More than one hundred Android apps on Google’s Play Store have been found to exploit hidden iFrames that pull code from malicious domains.
The compromised apps all use Android WebView to display static HTML pages, and range in topics from gardening to cheesecake.
Android WebView lets the apps load pictures and hard-coded text. But each of them contains a secret. Palo Alto Networks’ Unit 42 researchers Xiao Zhang, Wenjun Hu, and Shawn Jin elaborate on this point in a blog post:
“Each HTML page only displays pictures and text. However, at the end of each HTML page, a tiny hidden iFrame component has been added. We have observed two techniques used to hide this iFrame. One is to make the iFrame tiny by setting its height and width to be 1 pixel. The other one is to set the display attribute in the iFrame specification to None. Finally, to evade detection based on simple string matching, the source URLs are obfuscated using HTML number codes.”
The iFrames all converge on two domains that Poland’s Computer Emergency Response Team (CERT) previously sinkholed back in 2013. Because of this, the domains aren’t pushing out any malware at this time.

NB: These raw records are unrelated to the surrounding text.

//! `gt lifecycle` - the per-town worker lifecycle loop.

use std::sync::atomic::{AtomicBool, Ordering};
use std::sync::Arc;

use clap::Subcommand;

use crate::config::RigConfig;
use crate::lifecycle::LifecycleManager;
use crate::workspace::{self, TownPaths};

#[derive(Debug, Subcommand)]
pub enum LifecycleCommand {
    /// Run the lifecycle manager loop in the foreground.
    Run,
    /// Run one lifecycle cycle and exit.
    Once,
}

pub fn execute(command: LifecycleCommand) -> anyhow::Result<()> {
    let town_root = workspace::find_from_cwd()?;
    let town = TownPaths::new(&town_root);
    let rigs = workspace::list_rigs(&town_root)?;

    // Town-wide settings come from the first rig that carries a lifecycle
    // section; a town with bare rigs runs on defaults.
    let config = rigs
        .iter()
        .find_map(|rig| RigConfig::load(&town.rig_dir(rig)).ok())
        .map(|c| c.lifecycle)
        .unwrap_or_default();

    if !config.enabled {
        anyhow::bail!("lifecycle management is disabled in configuration");
    }

    let manager = LifecycleManager::new(town, rigs, config);

    match command {
        LifecycleCommand::Run => {
            let cancel = Arc::new(AtomicBool::new(false));
            let flag = cancel.clone();
            ctrlc::set_handler(move || flag.store(true, Ordering::Relaxed))
                .map_err(|e| anyhow::anyhow!("installing signal handler: {e}"))?;
            manager.run(cancel)
        }
        LifecycleCommand::Once => {
            let stats = manager.run_cycle();
            println!(
                "Lifecycle cycle complete: checked {}, recovered {}, cleaned {}",
                stats.checked, stats.recovered, stats.cleaned
            );
            Ok(())
        }
    }
}
//! Per-rig configuration.
//!
//! Each rig carries a `config.json` at its root. The merge queue reads the
//! `merge_queue` object and the lifecycle manager reads the `lifecycle`
//! object. Unknown keys are ignored; unspecified keys keep their defaults.

use std::path::Path;
use std::time::Duration;

use anyhow::Context;
use serde::{Deserialize, Serialize};

use crate::error::ExitError;

/// Merge queue configuration (`merge_queue` object).
#[derive(Debug, Clone, Serialize, Deserialize)]
#[serde(default)]
pub struct MergeQueueConfig {
    pub enabled: bool,
    pub target_branch: String,
    pub integration_branches: bool,
    /// Conflict strategy: "assign_back" or "auto_rebase".
    pub on_conflict: String,
    pub run_tests: bool,
    pub test_command: String,
    pub delete_merged_branches: bool,
    pub retry_flaky_tests: u32,
    /// Duration string, e.g. "30s".
    pub poll_interval: String,
    pub max_concurrent: u32,
}

impl Default for MergeQueueConfig {
    fn default() -> Self {
        Self {
            enabled: true,
            target_branch: "main".into(),
            integration_branches: true,
            on_conflict: "assign_back".into(),
            run_tests: true,
            test_command: String::new(),
            delete_merged_branches: true,
            retry_flaky_tests: 1,
            poll_interval: "30s".into(),
            max_concurrent: 1,
        }
    }
}

impl MergeQueueConfig {
    pub fn poll_interval(&self) -> anyhow::Result<Duration> {
        parse_duration(&self.poll_interval, "merge_queue.poll_interval")
    }
}

/// Worker lifecycle configuration (`lifecycle` object).
#[derive(Debug, Clone, Serialize, Deserialize)]
#[serde(default)]
pub struct LifecycleConfig {
    pub enabled: bool,
    pub auto_cleanup: bool,
    pub auto_recovery: bool,
    /// Duration string, e.g. "30s".
    pub check_interval: String,
    /// Duration string, e.g. "5m".
    pub stale_threshold: String,
    /// Maximum polecats per rig (0 = unlimited).
    pub max_polecats: u32,
    /// Maximum pooled dogs per town (0 = unlimited).
    pub max_dogs: u32,
}

impl Default for LifecycleConfig {
    fn default() -> Self {
        Self {
            enabled: true,
            auto_cleanup: true,
            auto_recovery: true,
            check_interval: "30s".into(),
            stale_threshold: "5m".into(),
            max_polecats: 10,
            max_dogs: 4,
        }
    }
}

impl LifecycleConfig {
    pub fn check_interval(&self) -> anyhow::Result<Duration> {
        parse_duration(&self.check_interval, "lifecycle.check_interval")
    }

    pub fn stale_threshold(&self) -> anyhow::Result<Duration> {
        parse_duration(&self.stale_threshold, "lifecycle.stale_threshold")
    }
}

/// Rig-level `config.json`.
#[derive(Debug, Clone, Default, Serialize, Deserialize)]
pub struct RigConfig {
    #[serde(default)]
    pub merge_queue: MergeQueueConfig,
    #[serde(default)]
    pub lifecycle: LifecycleConfig,
}

impl RigConfig {
    /// Load from `<rig>/config.json`. A missing file yields defaults; a
    /// malformed file or bad duration string is a config error.
    pub fn load(rig_path: &Path) -> anyhow::Result<Self> {
        let path = rig_path.join("config.json");
        let contents = match std::fs::read_to_string(&path) {
            Ok(c) => c,
            Err(e) if e.kind() == std::io::ErrorKind::NotFound => return Ok(Self::default()),
            Err(e) => {
                return Err(anyhow::Error::new(e).context(format!("reading {}", path.display())))
            }
        };
        let config = Self::parse(&contents)?;
        config
            .merge_queue
            .poll_interval()
            .with_context(|| format!("in {}", path.display()))?;
        config
            .lifecycle
            .check_interval()
            .with_context(|| format!("in {}", path.display()))?;
        config
            .lifecycle
            .stale_threshold()
            .with_context(|| format!("in {}", path.display()))?;
        Ok(config)
    }

    /// Parse from a JSON string.
    pub fn parse(json: &str) -> anyhow::Result<Self> {
        serde_json::from_str(json)
            .map_err(|e| ExitError::Config(format!("invalid config.json: {e}")).into())
    }
}

fn parse_duration(s: &str, field: &str) -> anyhow::Result<Duration> {
    humantime::parse_duration(s)
        .map_err(|e| ExitError::Config(format!("invalid {field} {s:?}: {e}")).into())
}

#[cfg(test)]
mod tests {
    use super::*;

    #[test]
    fn defaults() {
        let cfg = MergeQueueConfig::default();
        assert!(cfg.enabled);
        assert_eq!(cfg.target_branch, "main");
        assert_eq!(cfg.on_conflict, "assign_back");
        assert_eq!(cfg.poll_interval().unwrap(), Duration::from_secs(30));
        assert_eq!(cfg.max_concurrent, 1);
        assert_eq!(cfg.retry_flaky_tests, 1);

        let lc = LifecycleConfig::default();
        assert!(lc.enabled && lc.auto_cleanup && lc.auto_recovery);
        assert_eq!(lc.check_interval().unwrap(), Duration::from_secs(30));
        assert_eq!(lc.stale_threshold().unwrap(), Duration::from_secs(300));
        assert_eq!(lc.max_polecats, 10);
    }

    #[test]
    fn missing_file_yields_defaults() {
        let dir = tempfile::tempdir().unwrap();
        let cfg = RigConfig::load(dir.path()).unwrap();
        assert_eq!(cfg.merge_queue.target_branch, "main");
    }

    #[test]
    fn partial_merge_queue_overlays_defaults() {
        let json = r#"{
            "merge_queue": {
                "target_branch": "develop",
                "poll_interval": "10s",
                "max_concurrent": 2,
                "run_tests": false,
                "test_command": "make test"
            }
        }"#;
        let cfg = RigConfig::parse(json).unwrap();
        assert_eq!(cfg.merge_queue.target_branch, "develop");
        assert_eq!(
            cfg.merge_queue.poll_interval().unwrap(),
            Duration::from_secs(10)
        );
        assert_eq!(cfg.merge_queue.max_concurrent, 2);
        assert!(!cfg.merge_queue.run_tests);
        assert_eq!(cfg.merge_queue.test_command, "make test");
        // Unspecified keys keep defaults.
        assert_eq!(cfg.merge_queue.on_conflict, "assign_back");
        assert!(cfg.merge_queue.delete_merged_branches);
    }

    #[test]
    fn no_merge_queue_section_uses_defaults() {
        let json = r#"{"type": "rig", "version": 1, "name": "test-rig"}"#;
        let cfg = RigConfig::parse(json).unwrap();
        assert_eq!(
            cfg.merge_queue.poll_interval().unwrap(),
            Duration::from_secs(30)
        );
    }

    #[test]
    fn unknown_keys_ignored() {
        let json = r#"{"merge_queue": {"enabled": true, "future_knob": 9}}"#;
        let cfg = RigConfig::parse(json).unwrap();
        assert!(cfg.merge_queue.enabled);
    }

    #[test]
    fn invalid_poll_interval_rejected() {
        let dir = tempfile::tempdir().unwrap();
        std::fs::write(
            dir.path().join("config.json"),
            r#"{"merge_queue": {"poll_interval": "not-a-duration"}}"#,
        )
        .unwrap();
        assert!(RigConfig::load(dir.path()).is_err());
    }

    #[test]
    fn lifecycle_section_parses() {
        let json = r#"{
            "lifecycle": {
                "enabled": false,
                "check_interval": "1m",
                "max_polecats": 3
            }
        }"#;
        let cfg = RigConfig::parse(json).unwrap();
        assert!(!cfg.lifecycle.enabled);
        assert_eq!(
            cfg.lifecycle.check_interval().unwrap(),
            Duration::from_secs(60)
        );
        assert_eq!(cfg.lifecycle.max_polecats, 3);
        // Unspecified keys keep defaults.
        assert!(cfg.lifecycle.auto_cleanup);
        assert_eq!(cfg.lifecycle.stale_threshold().unwrap(), Duration::from_secs(300));
    }
}
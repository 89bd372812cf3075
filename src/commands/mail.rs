//! `gt mail` - agent messaging.

use clap::{Args, Subcommand};
use serde::Serialize;

use crate::beads::Beads;
use crate::commands::print_json;
use crate::mail::protocol::{self, ProtocolKind};
use crate::mail::{Message, Priority, Router};
use crate::workspace;

#[derive(Debug, Subcommand)]
pub enum MailCommand {
    /// Send a message to an agent.
    Send(SendArgs),
    /// List and classify an agent's messages.
    Check(CheckArgs),
}

#[derive(Debug, Args)]
pub struct SendArgs {
    /// Recipient address (e.g. greenplace/witness).
    pub to: String,
    /// Message body.
    pub body: String,
    /// Subject line.
    #[arg(short, long)]
    pub subject: String,
    /// Sender identity (default: self).
    #[arg(long, default_value = "")]
    pub from: String,
    /// High importance.
    #[arg(long)]
    pub urgent: bool,
}

#[derive(Debug, Args)]
pub struct CheckArgs {
    /// Mailbox address to read.
    pub address: String,
    #[arg(long)]
    pub json: bool,
}

pub fn execute(command: MailCommand) -> anyhow::Result<()> {
    match command {
        MailCommand::Send(args) => run_send(args),
        MailCommand::Check(args) => run_check(args),
    }
}

fn run_send(args: SendArgs) -> anyhow::Result<()> {
    let town_root = workspace::find_from_cwd()?;
    let router = Router::new(&town_root);

    let from = if args.from.is_empty() {
        crate::sling::self_identity()
    } else {
        args.from.clone()
    };

    router.send(&Message {
        to: args.to.clone(),
        from,
        subject: args.subject,
        body: args.body,
        priority: if args.urgent {
            Priority::High
        } else {
            Priority::Normal
        },
    })?;
    println!("Mail sent to {}", args.to);
    Ok(())
}

#[derive(Debug, Serialize)]
struct ClassifiedMessage {
    kind: &'static str,
    from: String,
    subject: String,
    created_at: String,
}

fn run_check(args: CheckArgs) -> anyhow::Result<()> {
    let town_root = workspace::find_from_cwd()?;
    let beads = Beads::new(&town_root);

    let messages = beads.list_messages(&args.address)?;
    let classified: Vec<ClassifiedMessage> = messages
        .iter()
        .map(|m| ClassifiedMessage {
            kind: protocol::classify(&m.subject).as_str(),
            from: m.from.clone(),
            subject: m.subject.clone(),
            created_at: m.created_at.clone(),
        })
        .collect();

    if args.json {
        return print_json(&classified);
    }

    if classified.is_empty() {
        println!("No messages for {}", args.address);
        return Ok(());
    }
    println!("Messages for {}:", args.address);
    for m in &classified {
        println!("  [{}] {} - {}", m.kind, m.from, m.subject);
    }

    // Surface help requests that have a mechanical fix; the rest are for
    // their supervisor to judge.
    for message in &messages {
        if protocol::classify(&message.subject) != ProtocolKind::Help {
            continue;
        }
        if let Ok(help) = protocol::parse_help(&message.subject, &message.body) {
            let assessment = protocol::assess_help_request(&help);
            if assessment.can_help {
                println!("  -> {} can be handled: {}", help.topic, assessment.help_action);
            } else {
                println!("  -> {} escalates: {}", help.topic, assessment.escalation_reason);
            }
        }
    }
    Ok(())
}
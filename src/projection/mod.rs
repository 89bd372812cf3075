//! Projection sync engine.
//!
//! Replicates the authoritative work database into a read-only projection
//! store (tasks, activities, comments, agent roster) plus JSON cache files
//! for dashboards. Steady state is incremental: dirty issues are upserted
//! and events are appended past a persisted id cursor. Full sync is the
//! bootstrap and the recovery path; one full pass restores consistency from
//! any state.

pub mod daemon;

use std::path::{Path, PathBuf};

use anyhow::Context;
use chrono::{DateTime, NaiveDate, NaiveDateTime, Utc};
use rusqlite::{params, Connection, OptionalExtension};
use serde::Serialize;
use tracing::{info, warn};

/// Cap on events pulled per incremental tick.
const EVENT_BATCH_LIMIT: i64 = 10_000;

/// Full activity sync looks back this many days.
const ACTIVITY_WINDOW_DAYS: i64 = 7;

/// Paths and intervals for the sync engine.
#[derive(Debug, Clone)]
pub struct SyncConfig {
    pub beads_db: PathBuf,
    pub projection_db: PathBuf,
    pub cache_dir: PathBuf,
}

/// Sync cursors, persisted across restarts in the daemon state file.
#[derive(Debug, Clone, Copy, Default, PartialEq, Eq)]
pub struct Cursors {
    pub last_event_id: i64,
    pub last_task_update: i64,
    pub incremental_enabled: bool,
}

/// The sync engine. One instance per town; the daemon wrapper enforces that
/// with a pid file.
pub struct Syncer {
    config: SyncConfig,
    pub cursors: Cursors,
}

#[derive(Debug)]
struct TaskRow {
    id: String,
    title: String,
    description: String,
    status: String,
    priority: i64,
    issue_type: String,
    assignee: Option<String>,
    owner: Option<String>,
    created_at: String,
    updated_at: String,
    closed_at: Option<String>,
}

#[derive(Debug)]
struct EventRow {
    id: i64,
    issue_id: String,
    event_type: String,
    actor: String,
    old_value: String,
    new_value: String,
    comment: String,
    created_at: String,
}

Android users can therefore breathe a sigh of relief.
Not all of the apps behave the same, however.
In one curious case, an app’s HTML page doesn’t contain a malicious iFrame, but instead makes an attempt (which fails on Android devices) to drop a malicious Windows executable:
During our investigation, we also identified a sample that didn’t contain an infected IFrame, but an entire VBScript was injected into the HTML. The script contained a Base64 encoded Windows executable that (on a Windows system) the script would decode, write to the file system, and execute. Since VBScript is a proprietary Microsoft Windows scripting language, the script is inert and does not execute on the Android platform: this piece of code will not cause damage to Android users.
So why did these developers decide to include these techniques in their apps?
Chances are, these seven different and unrelated app developers aren’t the ones to blame. Unit 42 found that all of the developers have ties to Indonesia. For this reason, not to mention similarities in the apps’ coding structure, the researchers believe these developers might have used the same app generation platform that contained an infected IDE.
Google has removed all these apps from its Play Store as of this writing.
As we all know, however, these aren’t the first malicious apps to appear on Google’s official app marketplace, and they almost certainly won’t be the last.
Users should therefore consider having an anti-virus solution installed on their mobile devices. Such tools don’t provide comprehensive protection, but they can help to identify malicious domains such as the ones linked to by these apps’ IFrames.